Poi la decisione di bloccare lo sci. Gli impianti dovevano aprire il 15 febbraio 2021 ma il 12, gli esperti scrivono: «Viste le mutate condizioni epidemiologiche e in relazione alla diffusa circolazione delle varianti, non appaiono sussistere condizioni per ulteriori rilasci delle misure».

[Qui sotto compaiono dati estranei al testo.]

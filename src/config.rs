//! # Configuration Module
//!
//! Handles loading and validating configuration from TOML files.
//!
//! Every section and field has a default, so an empty file (or no file at
//! all, see [`Config::load_or_default`]) yields a usable configuration.

use serde::de::Error;
use serde::Deserialize;
use std::fs;
use std::path::Path;
use std::time::Duration;

use crate::controller::matcher::DEFAULT_VENDOR_SUFFIXES;
use crate::error::{Result, WheelInputError};

/// Main configuration structure
#[derive(Debug, Deserialize, Clone, Default)]
pub struct Config {
    #[serde(default)]
    pub profiles: ProfilesConfig,
    #[serde(default)]
    pub matcher: MatcherConfig,
    #[serde(default)]
    pub session: SessionConfig,
    #[serde(default)]
    pub logging: LoggingConfig,
}

/// Device profile store configuration
#[derive(Debug, Deserialize, Clone)]
pub struct ProfilesConfig {
    #[serde(default = "default_profiles_dir")]
    pub dir: String,
}

/// Device name matching configuration
#[derive(Debug, Deserialize, Clone)]
pub struct MatcherConfig {
    /// Normalized suffixes stripped from device names before comparison.
    #[serde(default = "default_vendor_suffixes")]
    pub vendor_suffixes: Vec<String>,
}

/// Controller session configuration
#[derive(Debug, Deserialize, Clone)]
pub struct SessionConfig {
    #[serde(default = "default_poll_period_ms")]
    pub poll_period_ms: u64,

    #[serde(default = "default_precision_digits")]
    pub precision_digits: u32,

    /// 0 disables the periodic presence check.
    #[serde(default = "default_presence_check_interval_ms")]
    pub presence_check_interval_ms: u64,
}

/// Logging configuration
#[derive(Debug, Deserialize, Clone)]
pub struct LoggingConfig {
    #[serde(default = "default_log_level")]
    pub level: String,

    /// Empty disables file logging.
    #[serde(default)]
    pub log_dir: String,
}

// Default value functions
fn default_profiles_dir() -> String { "./profiles".to_string() }

fn default_vendor_suffixes() -> Vec<String> {
    DEFAULT_VENDOR_SUFFIXES
        .iter()
        .map(|s| s.to_string())
        .collect()
}

fn default_poll_period_ms() -> u64 { 10 }
fn default_precision_digits() -> u32 { 2 }
fn default_presence_check_interval_ms() -> u64 { 1000 }

fn default_log_level() -> String { "info".to_string() }

impl Default for ProfilesConfig {
    fn default() -> Self {
        Self { dir: default_profiles_dir() }
    }
}

impl Default for MatcherConfig {
    fn default() -> Self {
        Self { vendor_suffixes: default_vendor_suffixes() }
    }
}

impl Default for SessionConfig {
    fn default() -> Self {
        Self {
            poll_period_ms: default_poll_period_ms(),
            precision_digits: default_precision_digits(),
            presence_check_interval_ms: default_presence_check_interval_ms(),
        }
    }
}

impl Default for LoggingConfig {
    fn default() -> Self {
        Self {
            level: default_log_level(),
            log_dir: String::new(),
        }
    }
}

impl SessionConfig {
    /// Poll tick period.
    #[must_use]
    pub fn poll_period(&self) -> Duration {
        Duration::from_millis(self.poll_period_ms)
    }

    /// Presence check period, `None` when disabled.
    #[must_use]
    pub fn presence_check_interval(&self) -> Option<Duration> {
        match self.presence_check_interval_ms {
            0 => None,
            ms => Some(Duration::from_millis(ms)),
        }
    }
}

impl Config {
    /// Load configuration from a TOML file
    ///
    /// # Arguments
    ///
    /// * `path` - Path to the configuration file
    ///
    /// # Errors
    ///
    /// Returns error if:
    /// - File cannot be read
    /// - TOML parsing fails
    /// - Validation fails
    ///
    /// # Examples
    ///
    /// ```no_run
    /// use wheel_input::config::Config;
    ///
    /// let config = Config::load("config/default.toml")?;
    /// # Ok::<(), Box<dyn std::error::Error>>(())
    /// ```
    pub fn load<P: AsRef<Path>>(path: P) -> Result<Self> {
        let contents = fs::read_to_string(path)?;
        Self::from_toml(&contents)
    }

    /// Load configuration from `path` if it exists, defaults otherwise.
    pub fn load_or_default<P: AsRef<Path>>(path: P) -> Result<Self> {
        if path.as_ref().exists() {
            Self::load(path)
        } else {
            Ok(Self::default())
        }
    }

    /// Parse and validate configuration from TOML text.
    pub fn from_toml(contents: &str) -> Result<Self> {
        let config: Config = toml::from_str(contents)?;
        config.validate()?;
        Ok(config)
    }

    /// Validate configuration values
    ///
    /// # Errors
    ///
    /// Returns error if any configuration value is out of valid range
    fn validate(&self) -> Result<()> {
        if self.profiles.dir.is_empty() {
            return Err(invalid("profiles dir cannot be empty"));
        }

        for suffix in &self.matcher.vendor_suffixes {
            if suffix.is_empty() {
                return Err(invalid("vendor_suffixes cannot contain an empty suffix"));
            }
            if suffix.contains(' ') || suffix.chars().any(|c| c.is_uppercase()) {
                return Err(invalid(format!(
                    "vendor suffix '{}' must be normalized (lower-case, underscores)",
                    suffix
                )));
            }
        }

        if self.session.poll_period_ms == 0 || self.session.poll_period_ms > 1000 {
            return Err(invalid("poll_period_ms must be between 1 and 1000"));
        }

        if self.session.precision_digits > 6 {
            return Err(invalid("precision_digits must be between 0 and 6"));
        }

        let presence = self.session.presence_check_interval_ms;
        if presence != 0 && !(10..=60000).contains(&presence) {
            return Err(invalid(
                "presence_check_interval_ms must be 0 (disabled) or between 10 and 60000",
            ));
        }

        if !["trace", "debug", "info", "warn", "error"].contains(&self.logging.level.as_str()) {
            return Err(invalid("log level must be one of: trace, debug, info, warn, error"));
        }

        Ok(())
    }
}

fn invalid(msg: impl std::fmt::Display) -> WheelInputError {
    WheelInputError::Config(toml::de::Error::custom(msg))
}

Il secondo Cts e le polemiche

E infine, il quotidiano ricorda un altro episodio sul secondo Cts. «”Sì, è il momento giusto per chiuderlo”, dice uno dei membri del secondo Cts. Del resto “la politica ha rapporti solo con il coordinatore e il portavoce”, cioè Locatelli e Brusaferro. Sono loro a partecipare alle Cabine di regia del governo. “Nel Cts non si condivide nulla, arrivano con decisioni già prese e alcuni colleghi nemmeno intervengono”. E così ci sono state polemiche dopo che Locatelli, in conferenza stampa con il premier Mario Draghi il 10 gennaio, ha detto che “nel Cts non c’è stata nessuna voce dissonante rispetto alle misure adottate. Ho letto di critiche nel comitato sulla riapertura della scuola, che hanno lamentato la mancata discussione ma la tematica è stata affrontata in 7 riunioni diverse e ogni volta la posizione è stata unanime”».